What Do I Know About "The tech boom and the fate of democracy"?

Should-Read: I know I thought Saddam Hussein probably had an active nuclear weapons program because otherwise George W. Bush administration policy was just insane. Was Max Boot back in 2003 caught in the same trap?: Max Boot: Why I changed my mind about John Bolton: "To accommodate... Trump, the Republican Party has betrayed its principles on issues including Russia, immigration, free trade and fiscal austerity...

...Yet to listen to the president’s fans, the real hypocrites are Trump’s conservative critics.... My Post column critiquing newly appointed national security adviser John Bolton for ideological extremism and poor managerial skills. Trump’s fans predictably dredged up a 2005 Los Angeles Times op-ed I had written supporting Bolton’s nomination for United Nations ambassador. Ben Boychuk, managing editor of the website American Greatness, tweeted: “Gee, I wonder what changed.” James Taranto, the Wall Street Journal op-ed editor, wrote: “I mean, c’mon dude.” With its trademark subtlety, the pro-Trump FrontPage magazine hyperventilated: “Max Boot’s slimy smear of Bolton shows his hypocrisy.”...

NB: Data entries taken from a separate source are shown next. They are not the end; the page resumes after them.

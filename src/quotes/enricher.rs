use crate::error::ExportError;
use crate::models::{Quote, QuoteTable};
use crate::scraper::cleaner::to_provider_symbol;
use std::collections::HashMap;
use std::time::Duration;
use tokio::time::sleep;
use tracing::{debug, info, warn};

use super::{QUOTE_FIELDS, QuoteProvider};

/// Resolves price and dividend yield for symbols in sequential, bounded
/// batches. A failing batch degrades to empty quotes, it never fails the run.
pub struct QuoteEnricher<P> {
    provider: P,
    batch_size: usize,
    batch_delay: Duration,
}

impl<P: QuoteProvider> QuoteEnricher<P> {
    pub fn new(provider: P, batch_size: usize, batch_delay: Duration) -> Self {
        Self {
            provider,
            batch_size: batch_size.max(1),
            batch_delay,
        }
    }

    /// Every input symbol gets an entry in the result, even when the
    /// provider failed or silently dropped it.
    pub async fn enrich(&self, symbols: &[String]) -> QuoteTable {
        let mut quotes = QuoteTable::with_capacity(symbols.len());
        if symbols.is_empty() {
            return quotes;
        }

        let batches = symbols.len().div_ceil(self.batch_size);
        info!("Fetching quotes for {} symbols in {} batches", symbols.len(), batches);

        for (n, batch) in symbols.chunks(self.batch_size).enumerate() {
            if n > 0 && !self.batch_delay.is_zero() {
                sleep(self.batch_delay).await;
            }
            self.enrich_batch(batch, &mut quotes).await;
            debug!("Batch {}/{} done", n + 1, batches);
        }

        let priced = quotes.values().filter(|q| q.price.is_some()).count();
        info!("Quotes resolved: {} priced of {}", priced, quotes.len());
        quotes
    }

    async fn enrich_batch(&self, batch: &[String], quotes: &mut QuoteTable) {
        // Provider symbol -> original, built by position before the call
        let provider_symbols: Vec<String> = batch.iter().map(|s| to_provider_symbol(s)).collect();
        let lookup: HashMap<&str, &String> = provider_symbols
            .iter()
            .map(String::as_str)
            .zip(batch.iter())
            .collect();

        match self.provider.quote(&provider_symbols, &QUOTE_FIELDS).await {
            Ok(records) => {
                for record in &records {
                    match lookup.get(record.symbol.as_str()) {
                        Some(original) => {
                            quotes.insert((*original).clone(), Quote::from_record(record));
                        }
                        None => debug!("Ignoring unrequested quote {}", record.symbol),
                    }
                }
            }
            Err(e) => {
                let err = ExportError::QuoteBatch {
                    first: batch.first().cloned().unwrap_or_default(),
                    size: batch.len(),
                    reason: format!("{e:#}"),
                };
                warn!("{}", err);
            }
        }

        for symbol in batch {
            quotes.entry(symbol.clone()).or_default();
        }
    }
}

#[cfg(test)]
impl<P> QuoteEnricher<P> {
    pub fn provider(&self) -> &P {
        &self.provider
    }
}

// ── Tests ─────────────────────────────────────────────────────────────────────
use std::time::Instant;
use tracing::info;

/// Logs how long the guarded section took when dropped.
pub struct Timer {
    label: String,
    start: Instant,
}

impl Timer {
    pub fn start(label: impl Into<String>) -> Self {
        let label = label.into();
        info!("⏱  Starting: {}", label);
        Self {
            label,
            start: Instant::now(),
        }
    }
}

impl Drop for Timer {
    fn drop(&mut self) {
        info!(
            "⏱  Finished: {} (took {:.2?})",
            self.label,
            self.start.elapsed()
        );
    }
}

/// Format a count with thousands separators.
pub fn fmt_count(n: usize) -> String {
    let s = n.to_string();
    let mut result = String::with_capacity(s.len() + s.len() / 3);
    for (i, ch) in s.chars().enumerate() {
        if i > 0 && (s.len() - i) % 3 == 0 {
            result.push(',');
        }
        result.push(ch);
    }
    result
}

I would say that a lack of change in one’s views over so many years is evidence of a terminally closed mind.... Quite a few facts have changed since 2005.... Even then, I noted that “I don’t see eye to eye with Bolton on everything. His animus toward the International Criminal Court—which led him to antagonize valuable allies because of his insistence that they sign treaties pledging never to refer U.S. soldiers for prosecutions—seems excessive to me. And he has never been known as a fan of nation-building or humanitarian interventions, which I believe are necessary in the post-9/11 world.”...

Today Bolton isn’t being sent to Turtle Bay. He is going to the West Wing, where he will be one of the most important influences on a president who is so ignorant that he makes Bush seem like an international relations PhD by comparison—and whose protectionist, isolationist, authoritarian instincts are at odds with more than 70 years of U.S. foreign policy. Like Bolton, I was a proponent of the Iraq War, but unlike him, I have concluded it was a bad idea.... As I wrote in 2013, “I would not have backed the invasion if I had known what we now know—that Saddam Hussein did not have weapons of mass destruction.” The failure of the Iraq intervention has soured me on preventative wars in general. Not so Bolton....

Bolton is not, as David French wrote in National Review, “squarely in the mainstream of conservative foreign-policy thought”—unless conservative foreign policy has been redefined to mean Trumpism. Nor is he, as countless reporters have written, a “neocon,” insofar as he is hostile to democracy promotion.... Among those who have soured on him is George W. Bush. “I don’t consider Bolton credible,” Bush told a group of conservative writers, including me, in the Oval Office in 2008. If the president who sent him to the United Nations can change his view of Bolton, so can I.